=== REQUIRED WORK ===
When you retype the data, keep every line exactly as it appears.

____

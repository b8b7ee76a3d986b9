//! Headless replay of a [`Scene`]: simulate the drift, then paint the last
//! frame.

use ocquarium_core::{RigError, Scene, Srgb};
use ocquarium_raster::{Pixmap, RibbonStroke};
use ocquarium_rig::Rig;
use serde_json::{json, Value};

/// What happened during a replay.
#[derive(Debug, Clone, Copy, PartialEq)]
pub struct Summary {
    pub frames: u64,
    pub jumps: u32,
    pub blinks: u32,
    pub anchor: (f64, f64),
}

impl Summary {
    pub fn to_json(&self) -> Value {
        json!({
            "frames": self.frames,
            "jumps": self.jumps,
            "blinks": self.blinks,
            "anchor": [self.anchor.0, self.anchor.1],
        })
    }
}

/// Runs the scene's frames. A zero duration leaves the creature centred and
/// settles nothing.
pub fn simulate(scene: &Scene) -> Result<(Rig, Summary), RigError> {
    scene.validate()?;
    let mut rig = Rig::with_seed(scene.config, scene.size, scene.seed)?;
    rig.on_bounds_change(scene.width as f64, scene.height as f64);

    let frames = scene.frame_count();
    let mut jumps = 0;
    let mut blinks = 0;
    if frames > 0 {
        rig.start_drift();
    }
    for frame in 1..=frames {
        if let Some(step) = rig.on_frame(frame * scene.frame_ms, scene.frame_ms) {
            jumps += u32::from(step.jumped);
            blinks += u32::from(step.blink == Some(true));
        }
    }
    rig.stop_drift();

    let anchor = rig.octopus().anchor();
    log::debug!("simulated {frames} frames: {jumps} jumps, {blinks} blinks");
    Ok((
        rig,
        Summary {
            frames,
            jumps,
            blinks,
            anchor: (anchor.x, anchor.y),
        },
    ))
}

/// Simulates the scene and paints its final frame over `background`.
pub fn render(scene: &Scene, background: Srgb) -> Result<(Pixmap, Summary), RigError> {
    let (rig, summary) = simulate(scene)?;
    let mut pixmap = Pixmap::new(scene.width, scene.height, background)?;
    rig.draw(&mut pixmap, &mut RibbonStroke::default());
    Ok((pixmap, summary))
}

____

=== EXERCISE RESPONSE ===
repository b8b7ee76a3d986b9
//! Headless replay of a [`Scene`]: simulate the drift, then paint the last
//! frame.

use ocquarium_core::{RigError, Scene, Srgb};
use ocquarium_raster::{Pixmap, RibbonStroke};
use ocquarium_rig::Rig;
use serde_json::{json, Value};

/// What happened during a replay.
#[derive(Debug, Clone, Copy, PartialEq)]
pub struct Summary {
    pub frames: u64,
    pub jumps: u32,
    pub blinks: u32,
    pub anchor: (f64, f64),
}

impl Summary {
    pub fn to_json(&self) -> Value {
        json!({
            "frames": self.frames,
            "jumps": self.jumps,
            "blinks": self.blinks,
            "anchor": [self.anchor.0, self.anchor.1],
        })
    }
}

/// Runs the scene's frames. A zero duration leaves the creature centred and
/// settles nothing.
pub fn simulate(scene: &Scene) -> Result<(Rig, Summary), RigError> {
    scene.validate()?;
    let mut rig = Rig::with_seed(scene.config, scene.size, scene.seed)?;
    rig.on_bounds_change(scene.width as f64, scene.height as f64);

    let frames = scene.frame_count();
    let mut jumps = 0;
    let mut blinks = 0;
    if frames > 0 {
        rig.start_drift();
    }
    for frame in 1..=frames {
        if let Some(step) = rig.on_frame(frame * scene.frame_ms, scene.frame_ms) {
            jumps += u32::from(step.jumped);
            blinks += u32::from(step.blink == Some(true));
        }
    }
    rig.stop_drift();

    let anchor = rig.octopus().anchor();
    log::debug!("simulated {frames} frames: {jumps} jumps, {blinks} blinks");
    Ok((
        rig,
        Summary {
            frames,
            jumps,
            blinks,
            anchor: (anchor.x, anchor.y),
        },
    ))
}

/// Simulates the scene and paints its final frame over `background`.
pub fn render(scene: &Scene, background: Srgb) -> Result<(Pixmap, Summary), RigError> {
    let (rig, summary) = simulate(scene)?;
    let mut pixmap = Pixmap::new(scene.width, scene.height, background)?;
    rig.draw(&mut pixmap, &mut RibbonStroke::default());
    Ok((pixmap, summary))
}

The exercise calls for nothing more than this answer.